=== Records ===

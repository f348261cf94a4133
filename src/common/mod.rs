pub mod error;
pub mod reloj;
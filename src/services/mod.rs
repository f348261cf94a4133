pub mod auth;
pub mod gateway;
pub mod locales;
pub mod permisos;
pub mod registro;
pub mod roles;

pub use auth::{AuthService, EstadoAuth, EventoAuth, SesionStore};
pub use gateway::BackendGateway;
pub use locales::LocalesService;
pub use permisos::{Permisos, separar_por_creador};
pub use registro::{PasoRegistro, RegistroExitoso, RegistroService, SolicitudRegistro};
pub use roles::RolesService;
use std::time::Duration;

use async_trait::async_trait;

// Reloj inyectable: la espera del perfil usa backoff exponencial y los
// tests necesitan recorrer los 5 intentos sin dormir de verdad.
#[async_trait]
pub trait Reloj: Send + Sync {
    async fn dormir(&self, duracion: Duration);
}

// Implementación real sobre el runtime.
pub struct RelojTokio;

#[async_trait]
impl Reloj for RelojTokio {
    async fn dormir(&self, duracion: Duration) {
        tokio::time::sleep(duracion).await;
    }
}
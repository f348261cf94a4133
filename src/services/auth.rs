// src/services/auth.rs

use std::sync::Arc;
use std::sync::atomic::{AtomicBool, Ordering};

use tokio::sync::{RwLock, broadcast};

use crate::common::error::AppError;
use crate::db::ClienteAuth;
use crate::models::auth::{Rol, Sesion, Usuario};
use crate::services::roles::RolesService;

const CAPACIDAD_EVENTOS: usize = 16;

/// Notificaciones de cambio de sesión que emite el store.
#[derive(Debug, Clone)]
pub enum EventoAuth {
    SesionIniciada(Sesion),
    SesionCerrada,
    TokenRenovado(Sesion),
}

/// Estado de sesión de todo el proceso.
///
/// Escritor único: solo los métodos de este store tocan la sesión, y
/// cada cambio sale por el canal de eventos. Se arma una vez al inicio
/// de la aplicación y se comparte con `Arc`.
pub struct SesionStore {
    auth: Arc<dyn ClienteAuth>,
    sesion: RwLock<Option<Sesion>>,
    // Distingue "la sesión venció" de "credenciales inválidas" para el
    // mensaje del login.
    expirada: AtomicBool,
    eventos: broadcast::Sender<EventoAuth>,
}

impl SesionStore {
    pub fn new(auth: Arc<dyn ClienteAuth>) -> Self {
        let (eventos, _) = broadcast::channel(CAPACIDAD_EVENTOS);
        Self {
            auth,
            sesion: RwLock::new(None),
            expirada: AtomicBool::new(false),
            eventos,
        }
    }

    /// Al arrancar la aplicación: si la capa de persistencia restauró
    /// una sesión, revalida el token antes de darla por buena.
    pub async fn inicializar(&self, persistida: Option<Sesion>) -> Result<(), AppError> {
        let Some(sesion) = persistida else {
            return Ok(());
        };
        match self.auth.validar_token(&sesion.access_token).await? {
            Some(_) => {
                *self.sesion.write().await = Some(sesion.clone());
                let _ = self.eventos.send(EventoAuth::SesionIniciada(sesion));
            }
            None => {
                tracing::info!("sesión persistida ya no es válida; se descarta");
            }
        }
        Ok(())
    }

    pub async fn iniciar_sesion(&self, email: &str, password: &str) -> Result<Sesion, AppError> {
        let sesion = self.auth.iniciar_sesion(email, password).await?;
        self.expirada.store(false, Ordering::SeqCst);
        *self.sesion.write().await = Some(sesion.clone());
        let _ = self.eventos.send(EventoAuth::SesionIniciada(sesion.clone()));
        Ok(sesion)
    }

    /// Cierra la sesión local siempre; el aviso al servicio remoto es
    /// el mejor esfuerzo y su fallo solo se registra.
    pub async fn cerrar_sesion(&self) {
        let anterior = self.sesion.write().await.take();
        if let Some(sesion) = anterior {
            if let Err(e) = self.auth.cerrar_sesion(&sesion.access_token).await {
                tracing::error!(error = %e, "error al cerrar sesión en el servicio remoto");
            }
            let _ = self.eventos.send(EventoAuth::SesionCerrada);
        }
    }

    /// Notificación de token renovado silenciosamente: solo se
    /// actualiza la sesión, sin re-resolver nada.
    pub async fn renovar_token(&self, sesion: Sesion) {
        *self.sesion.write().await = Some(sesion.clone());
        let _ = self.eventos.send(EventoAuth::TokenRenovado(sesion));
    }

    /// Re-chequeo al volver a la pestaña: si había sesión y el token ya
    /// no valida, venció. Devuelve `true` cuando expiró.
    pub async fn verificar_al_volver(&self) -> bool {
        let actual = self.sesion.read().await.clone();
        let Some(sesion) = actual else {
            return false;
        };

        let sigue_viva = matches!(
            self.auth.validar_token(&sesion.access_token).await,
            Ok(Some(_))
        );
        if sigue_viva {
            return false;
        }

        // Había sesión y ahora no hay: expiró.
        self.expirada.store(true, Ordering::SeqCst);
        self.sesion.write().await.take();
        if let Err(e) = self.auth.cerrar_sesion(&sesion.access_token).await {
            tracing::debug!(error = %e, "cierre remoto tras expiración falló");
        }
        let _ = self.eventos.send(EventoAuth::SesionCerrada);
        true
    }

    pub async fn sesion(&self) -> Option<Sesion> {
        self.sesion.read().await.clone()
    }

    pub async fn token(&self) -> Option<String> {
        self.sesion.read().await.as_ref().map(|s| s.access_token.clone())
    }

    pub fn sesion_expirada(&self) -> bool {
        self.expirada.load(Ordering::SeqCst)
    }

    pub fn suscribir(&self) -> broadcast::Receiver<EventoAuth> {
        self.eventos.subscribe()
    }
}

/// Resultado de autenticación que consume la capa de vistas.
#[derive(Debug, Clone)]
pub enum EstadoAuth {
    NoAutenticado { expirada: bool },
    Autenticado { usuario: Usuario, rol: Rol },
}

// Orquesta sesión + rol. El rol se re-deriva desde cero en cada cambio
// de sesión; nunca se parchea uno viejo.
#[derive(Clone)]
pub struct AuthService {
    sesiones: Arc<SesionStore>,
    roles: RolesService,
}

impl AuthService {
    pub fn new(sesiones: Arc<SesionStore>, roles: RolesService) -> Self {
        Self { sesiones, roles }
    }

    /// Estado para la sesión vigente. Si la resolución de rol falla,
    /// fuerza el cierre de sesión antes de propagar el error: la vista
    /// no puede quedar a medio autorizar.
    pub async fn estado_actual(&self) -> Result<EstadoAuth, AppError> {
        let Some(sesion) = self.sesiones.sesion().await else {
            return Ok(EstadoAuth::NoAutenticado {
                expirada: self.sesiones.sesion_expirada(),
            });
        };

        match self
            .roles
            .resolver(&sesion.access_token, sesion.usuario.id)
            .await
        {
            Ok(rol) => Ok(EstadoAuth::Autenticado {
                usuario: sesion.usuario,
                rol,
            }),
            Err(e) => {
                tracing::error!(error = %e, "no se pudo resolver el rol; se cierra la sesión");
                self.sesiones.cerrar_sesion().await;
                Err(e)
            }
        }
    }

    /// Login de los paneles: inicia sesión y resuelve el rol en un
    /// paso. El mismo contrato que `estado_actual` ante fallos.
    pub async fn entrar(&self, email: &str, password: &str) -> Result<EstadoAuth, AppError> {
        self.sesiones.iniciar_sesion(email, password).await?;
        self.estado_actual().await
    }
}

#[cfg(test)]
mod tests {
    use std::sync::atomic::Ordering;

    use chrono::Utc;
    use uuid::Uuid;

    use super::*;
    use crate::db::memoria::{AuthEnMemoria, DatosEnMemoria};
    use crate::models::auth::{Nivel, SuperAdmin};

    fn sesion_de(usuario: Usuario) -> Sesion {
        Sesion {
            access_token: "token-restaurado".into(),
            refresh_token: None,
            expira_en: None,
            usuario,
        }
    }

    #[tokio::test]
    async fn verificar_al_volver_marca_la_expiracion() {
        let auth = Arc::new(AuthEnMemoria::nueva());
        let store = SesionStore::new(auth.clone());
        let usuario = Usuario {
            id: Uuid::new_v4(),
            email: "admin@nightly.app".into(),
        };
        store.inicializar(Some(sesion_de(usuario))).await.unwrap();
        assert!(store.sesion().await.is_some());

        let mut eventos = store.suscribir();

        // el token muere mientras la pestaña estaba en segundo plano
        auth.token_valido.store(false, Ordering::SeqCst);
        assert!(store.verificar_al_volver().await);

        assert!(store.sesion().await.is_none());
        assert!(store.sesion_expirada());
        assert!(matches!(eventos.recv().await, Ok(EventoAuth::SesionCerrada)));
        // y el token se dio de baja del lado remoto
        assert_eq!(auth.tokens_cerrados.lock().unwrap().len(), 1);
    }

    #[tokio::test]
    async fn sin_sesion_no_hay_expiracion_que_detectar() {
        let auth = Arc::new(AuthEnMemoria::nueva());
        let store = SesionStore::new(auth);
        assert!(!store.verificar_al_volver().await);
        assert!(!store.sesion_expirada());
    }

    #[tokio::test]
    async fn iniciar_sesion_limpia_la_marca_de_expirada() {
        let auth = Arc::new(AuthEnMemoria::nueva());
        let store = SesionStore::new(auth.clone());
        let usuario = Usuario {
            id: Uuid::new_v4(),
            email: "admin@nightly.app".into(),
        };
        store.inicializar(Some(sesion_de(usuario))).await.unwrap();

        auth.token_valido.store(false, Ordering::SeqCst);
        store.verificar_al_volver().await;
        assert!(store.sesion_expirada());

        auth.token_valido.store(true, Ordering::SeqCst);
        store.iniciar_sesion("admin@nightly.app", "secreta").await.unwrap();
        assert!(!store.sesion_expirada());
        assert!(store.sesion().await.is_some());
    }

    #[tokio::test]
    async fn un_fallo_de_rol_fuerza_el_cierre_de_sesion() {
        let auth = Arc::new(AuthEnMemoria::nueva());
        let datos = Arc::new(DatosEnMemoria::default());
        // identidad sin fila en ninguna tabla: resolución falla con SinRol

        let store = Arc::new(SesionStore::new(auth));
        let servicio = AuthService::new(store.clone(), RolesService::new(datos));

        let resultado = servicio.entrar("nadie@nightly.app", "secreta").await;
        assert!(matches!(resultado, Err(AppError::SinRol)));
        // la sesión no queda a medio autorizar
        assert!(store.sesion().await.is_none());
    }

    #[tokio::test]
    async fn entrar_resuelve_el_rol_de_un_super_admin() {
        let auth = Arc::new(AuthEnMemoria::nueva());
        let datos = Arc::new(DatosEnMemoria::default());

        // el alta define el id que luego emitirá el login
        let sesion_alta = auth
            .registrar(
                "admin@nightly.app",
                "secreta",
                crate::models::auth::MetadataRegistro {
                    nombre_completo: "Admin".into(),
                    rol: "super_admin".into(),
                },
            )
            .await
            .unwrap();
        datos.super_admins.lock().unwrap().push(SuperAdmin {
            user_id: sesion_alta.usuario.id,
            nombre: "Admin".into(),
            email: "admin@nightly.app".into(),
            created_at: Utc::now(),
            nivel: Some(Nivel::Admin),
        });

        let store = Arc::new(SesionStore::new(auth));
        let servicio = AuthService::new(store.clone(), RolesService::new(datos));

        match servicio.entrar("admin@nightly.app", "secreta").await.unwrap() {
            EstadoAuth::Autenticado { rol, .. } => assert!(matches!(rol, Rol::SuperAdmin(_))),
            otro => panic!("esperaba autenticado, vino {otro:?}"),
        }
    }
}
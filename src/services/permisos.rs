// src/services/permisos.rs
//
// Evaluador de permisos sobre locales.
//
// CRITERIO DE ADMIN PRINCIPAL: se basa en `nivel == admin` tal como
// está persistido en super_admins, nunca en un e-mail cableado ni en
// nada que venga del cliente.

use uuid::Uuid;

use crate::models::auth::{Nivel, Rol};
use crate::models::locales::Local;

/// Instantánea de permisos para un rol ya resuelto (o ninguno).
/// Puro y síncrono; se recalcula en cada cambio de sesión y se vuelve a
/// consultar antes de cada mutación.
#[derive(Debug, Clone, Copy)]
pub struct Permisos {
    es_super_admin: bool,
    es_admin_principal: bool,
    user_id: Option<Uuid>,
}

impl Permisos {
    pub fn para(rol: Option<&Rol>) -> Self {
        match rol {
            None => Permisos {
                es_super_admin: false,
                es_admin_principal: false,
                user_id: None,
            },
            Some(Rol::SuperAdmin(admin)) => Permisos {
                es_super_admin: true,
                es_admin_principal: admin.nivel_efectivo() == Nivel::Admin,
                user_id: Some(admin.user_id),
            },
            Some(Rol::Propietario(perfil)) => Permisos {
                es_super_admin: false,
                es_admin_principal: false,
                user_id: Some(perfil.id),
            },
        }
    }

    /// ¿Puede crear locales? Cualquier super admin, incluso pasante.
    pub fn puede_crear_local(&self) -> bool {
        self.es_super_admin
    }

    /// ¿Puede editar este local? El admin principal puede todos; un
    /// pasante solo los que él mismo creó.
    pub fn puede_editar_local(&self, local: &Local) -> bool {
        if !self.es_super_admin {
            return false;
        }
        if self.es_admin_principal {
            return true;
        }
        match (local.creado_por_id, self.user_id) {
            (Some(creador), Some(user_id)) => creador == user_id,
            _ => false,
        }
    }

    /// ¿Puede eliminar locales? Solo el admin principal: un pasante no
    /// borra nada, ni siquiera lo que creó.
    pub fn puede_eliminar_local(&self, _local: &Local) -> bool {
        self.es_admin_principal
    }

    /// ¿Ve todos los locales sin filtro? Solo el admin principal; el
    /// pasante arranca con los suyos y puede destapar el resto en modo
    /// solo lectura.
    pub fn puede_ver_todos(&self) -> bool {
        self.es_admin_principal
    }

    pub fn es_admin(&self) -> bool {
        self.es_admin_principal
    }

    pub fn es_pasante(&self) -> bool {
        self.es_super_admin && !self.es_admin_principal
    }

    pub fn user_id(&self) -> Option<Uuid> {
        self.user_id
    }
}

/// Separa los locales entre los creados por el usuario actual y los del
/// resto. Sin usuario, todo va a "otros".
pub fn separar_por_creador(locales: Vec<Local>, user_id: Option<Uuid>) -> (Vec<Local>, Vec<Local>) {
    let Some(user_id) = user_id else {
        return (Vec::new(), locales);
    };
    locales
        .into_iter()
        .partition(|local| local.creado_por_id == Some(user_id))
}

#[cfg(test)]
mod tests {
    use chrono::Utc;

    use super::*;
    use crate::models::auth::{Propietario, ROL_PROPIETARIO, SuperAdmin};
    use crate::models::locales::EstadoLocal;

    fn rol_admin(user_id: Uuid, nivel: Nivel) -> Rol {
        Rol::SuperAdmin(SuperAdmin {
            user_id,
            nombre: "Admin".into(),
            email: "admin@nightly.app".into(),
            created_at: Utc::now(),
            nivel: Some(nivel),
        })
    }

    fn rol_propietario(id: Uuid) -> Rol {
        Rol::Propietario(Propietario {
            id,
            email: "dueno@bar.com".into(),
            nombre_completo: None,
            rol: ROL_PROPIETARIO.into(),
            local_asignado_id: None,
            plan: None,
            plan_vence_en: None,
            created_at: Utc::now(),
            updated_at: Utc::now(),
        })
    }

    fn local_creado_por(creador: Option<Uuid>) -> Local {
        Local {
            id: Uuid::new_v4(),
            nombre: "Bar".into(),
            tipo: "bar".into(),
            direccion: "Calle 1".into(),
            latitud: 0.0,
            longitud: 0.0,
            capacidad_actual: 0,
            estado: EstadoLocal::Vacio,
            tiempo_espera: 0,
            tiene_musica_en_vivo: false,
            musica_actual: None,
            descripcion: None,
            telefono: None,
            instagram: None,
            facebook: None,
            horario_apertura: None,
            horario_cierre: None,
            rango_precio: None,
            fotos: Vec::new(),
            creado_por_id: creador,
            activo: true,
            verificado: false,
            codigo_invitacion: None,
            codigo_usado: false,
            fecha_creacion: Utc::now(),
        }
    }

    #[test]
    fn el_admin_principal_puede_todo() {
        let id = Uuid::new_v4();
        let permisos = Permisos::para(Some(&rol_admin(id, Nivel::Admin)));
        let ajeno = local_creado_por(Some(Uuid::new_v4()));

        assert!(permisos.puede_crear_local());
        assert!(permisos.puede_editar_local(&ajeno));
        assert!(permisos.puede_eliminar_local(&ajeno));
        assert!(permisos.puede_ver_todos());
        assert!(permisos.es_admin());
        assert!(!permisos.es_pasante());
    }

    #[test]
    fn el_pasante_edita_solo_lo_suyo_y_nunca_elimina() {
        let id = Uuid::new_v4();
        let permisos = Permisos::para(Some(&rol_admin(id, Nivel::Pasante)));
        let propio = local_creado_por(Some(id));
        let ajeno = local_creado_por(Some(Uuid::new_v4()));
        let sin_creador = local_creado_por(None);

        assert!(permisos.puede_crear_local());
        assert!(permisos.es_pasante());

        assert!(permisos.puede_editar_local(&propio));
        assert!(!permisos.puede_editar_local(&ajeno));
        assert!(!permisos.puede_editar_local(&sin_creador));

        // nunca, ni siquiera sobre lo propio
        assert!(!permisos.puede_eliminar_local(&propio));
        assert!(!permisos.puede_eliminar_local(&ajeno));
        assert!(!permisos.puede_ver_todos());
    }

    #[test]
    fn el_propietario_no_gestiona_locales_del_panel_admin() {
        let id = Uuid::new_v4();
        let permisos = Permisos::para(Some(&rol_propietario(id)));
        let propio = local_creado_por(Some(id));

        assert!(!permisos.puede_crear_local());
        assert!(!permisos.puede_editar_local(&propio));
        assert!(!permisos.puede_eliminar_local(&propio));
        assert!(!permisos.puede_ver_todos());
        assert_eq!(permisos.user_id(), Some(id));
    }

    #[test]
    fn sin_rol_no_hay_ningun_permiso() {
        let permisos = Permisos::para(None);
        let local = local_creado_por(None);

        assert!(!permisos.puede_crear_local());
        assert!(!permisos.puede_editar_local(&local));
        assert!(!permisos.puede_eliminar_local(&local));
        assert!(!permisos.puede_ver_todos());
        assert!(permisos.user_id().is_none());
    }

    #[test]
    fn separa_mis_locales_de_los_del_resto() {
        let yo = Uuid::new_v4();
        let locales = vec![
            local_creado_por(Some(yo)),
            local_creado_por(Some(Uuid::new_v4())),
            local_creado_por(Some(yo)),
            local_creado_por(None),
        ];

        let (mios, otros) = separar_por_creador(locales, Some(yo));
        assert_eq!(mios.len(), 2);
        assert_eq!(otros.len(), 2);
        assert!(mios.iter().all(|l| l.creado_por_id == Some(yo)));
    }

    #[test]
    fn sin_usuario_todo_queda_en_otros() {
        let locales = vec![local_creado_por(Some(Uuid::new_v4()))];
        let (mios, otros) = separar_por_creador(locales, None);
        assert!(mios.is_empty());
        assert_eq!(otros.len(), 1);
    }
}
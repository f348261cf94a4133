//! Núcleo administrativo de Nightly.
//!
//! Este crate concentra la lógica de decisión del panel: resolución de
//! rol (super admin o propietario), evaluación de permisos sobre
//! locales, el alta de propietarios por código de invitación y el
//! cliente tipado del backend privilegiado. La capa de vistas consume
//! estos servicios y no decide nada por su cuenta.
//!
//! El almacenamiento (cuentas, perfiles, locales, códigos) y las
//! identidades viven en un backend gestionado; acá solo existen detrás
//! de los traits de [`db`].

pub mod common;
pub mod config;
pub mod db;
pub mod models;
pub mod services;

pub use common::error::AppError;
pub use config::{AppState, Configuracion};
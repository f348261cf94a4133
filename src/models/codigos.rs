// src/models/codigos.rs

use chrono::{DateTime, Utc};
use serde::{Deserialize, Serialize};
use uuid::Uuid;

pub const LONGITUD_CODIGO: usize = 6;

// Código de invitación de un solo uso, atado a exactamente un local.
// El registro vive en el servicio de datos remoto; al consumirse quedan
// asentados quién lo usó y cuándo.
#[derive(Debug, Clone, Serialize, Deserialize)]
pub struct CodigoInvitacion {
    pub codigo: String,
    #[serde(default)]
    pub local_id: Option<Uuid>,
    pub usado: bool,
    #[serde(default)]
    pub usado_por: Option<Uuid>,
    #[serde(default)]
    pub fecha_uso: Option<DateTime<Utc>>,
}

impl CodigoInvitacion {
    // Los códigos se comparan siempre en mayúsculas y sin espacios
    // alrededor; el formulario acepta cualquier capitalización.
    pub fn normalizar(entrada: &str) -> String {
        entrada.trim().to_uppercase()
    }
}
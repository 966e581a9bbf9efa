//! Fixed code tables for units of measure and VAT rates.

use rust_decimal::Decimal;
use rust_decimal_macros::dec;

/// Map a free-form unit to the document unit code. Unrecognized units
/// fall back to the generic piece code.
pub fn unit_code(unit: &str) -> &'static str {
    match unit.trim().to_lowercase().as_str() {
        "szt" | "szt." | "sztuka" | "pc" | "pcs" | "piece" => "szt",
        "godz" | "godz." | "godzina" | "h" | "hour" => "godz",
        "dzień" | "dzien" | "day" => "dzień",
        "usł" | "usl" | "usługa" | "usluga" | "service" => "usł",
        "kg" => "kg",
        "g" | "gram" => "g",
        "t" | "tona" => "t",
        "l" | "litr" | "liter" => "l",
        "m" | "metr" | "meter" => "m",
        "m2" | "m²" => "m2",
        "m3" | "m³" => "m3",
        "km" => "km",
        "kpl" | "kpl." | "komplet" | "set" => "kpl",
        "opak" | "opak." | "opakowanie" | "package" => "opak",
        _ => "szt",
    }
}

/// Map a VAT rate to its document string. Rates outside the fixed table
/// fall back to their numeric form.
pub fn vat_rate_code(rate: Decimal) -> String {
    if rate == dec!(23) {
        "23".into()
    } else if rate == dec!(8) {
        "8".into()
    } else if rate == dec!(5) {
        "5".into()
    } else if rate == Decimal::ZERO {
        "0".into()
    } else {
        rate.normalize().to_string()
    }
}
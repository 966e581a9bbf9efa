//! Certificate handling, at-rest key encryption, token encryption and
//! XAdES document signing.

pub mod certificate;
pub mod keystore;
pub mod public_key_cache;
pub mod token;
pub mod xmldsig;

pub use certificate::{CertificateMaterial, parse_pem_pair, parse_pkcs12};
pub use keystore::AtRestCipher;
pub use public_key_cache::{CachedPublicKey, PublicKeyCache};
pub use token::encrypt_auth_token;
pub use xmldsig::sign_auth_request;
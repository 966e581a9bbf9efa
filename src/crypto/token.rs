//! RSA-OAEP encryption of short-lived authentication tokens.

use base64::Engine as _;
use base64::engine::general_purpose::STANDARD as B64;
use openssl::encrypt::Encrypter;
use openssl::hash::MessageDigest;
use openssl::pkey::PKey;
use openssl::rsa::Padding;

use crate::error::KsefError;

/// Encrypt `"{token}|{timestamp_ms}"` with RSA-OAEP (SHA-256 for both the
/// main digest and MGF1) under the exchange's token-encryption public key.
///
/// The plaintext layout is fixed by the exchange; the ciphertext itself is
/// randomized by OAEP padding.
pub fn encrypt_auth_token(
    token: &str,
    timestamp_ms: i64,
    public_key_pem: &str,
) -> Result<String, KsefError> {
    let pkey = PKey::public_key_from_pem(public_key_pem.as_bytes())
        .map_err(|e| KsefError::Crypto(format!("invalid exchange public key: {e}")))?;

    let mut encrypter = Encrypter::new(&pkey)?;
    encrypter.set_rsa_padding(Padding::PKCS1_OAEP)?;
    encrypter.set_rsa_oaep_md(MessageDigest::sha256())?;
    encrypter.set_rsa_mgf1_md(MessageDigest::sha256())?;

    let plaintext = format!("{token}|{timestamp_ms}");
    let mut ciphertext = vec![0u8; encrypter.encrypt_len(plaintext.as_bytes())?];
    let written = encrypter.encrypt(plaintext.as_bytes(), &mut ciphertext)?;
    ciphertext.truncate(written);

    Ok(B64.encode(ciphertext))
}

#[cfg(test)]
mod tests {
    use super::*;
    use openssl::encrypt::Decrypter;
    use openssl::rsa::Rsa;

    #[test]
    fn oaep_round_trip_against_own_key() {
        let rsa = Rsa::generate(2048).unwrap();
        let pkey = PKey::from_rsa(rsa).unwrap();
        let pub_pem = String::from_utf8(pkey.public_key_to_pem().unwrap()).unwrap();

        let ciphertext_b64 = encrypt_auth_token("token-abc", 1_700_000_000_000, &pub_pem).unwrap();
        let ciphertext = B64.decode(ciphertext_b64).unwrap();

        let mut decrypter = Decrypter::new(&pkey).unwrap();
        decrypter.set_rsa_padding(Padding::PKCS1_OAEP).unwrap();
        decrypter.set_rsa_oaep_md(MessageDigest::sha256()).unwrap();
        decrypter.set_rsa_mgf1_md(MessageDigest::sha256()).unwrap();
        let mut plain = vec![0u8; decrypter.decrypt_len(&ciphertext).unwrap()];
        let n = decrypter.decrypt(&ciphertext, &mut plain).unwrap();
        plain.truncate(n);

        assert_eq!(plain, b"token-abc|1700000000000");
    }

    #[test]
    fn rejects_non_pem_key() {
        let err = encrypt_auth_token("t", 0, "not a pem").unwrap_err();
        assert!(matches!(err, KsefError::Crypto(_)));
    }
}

=== Required action ===
Among the records above, a stretch begins at the line containing "admin principal; el" and ends at the line containing "Sin usuario, todo". Restate that stretch word for word, and nothing else.

=== Reply to the task ===
    /// ¿Ve todos los locales sin filtro? Solo el admin principal; el
    /// pasante arranca con los suyos y puede destapar el resto en modo
    /// solo lectura.
    pub fn puede_ver_todos(&self) -> bool {
        self.es_admin_principal
    }

    pub fn es_admin(&self) -> bool {
        self.es_admin_principal
    }

    pub fn es_pasante(&self) -> bool {
        self.es_super_admin && !self.es_admin_principal
    }

    pub fn user_id(&self) -> Option<Uuid> {
        self.user_id
    }
}

/// Separa los locales entre los creados por el usuario actual y los del
/// resto. Sin usuario, todo va a "otros".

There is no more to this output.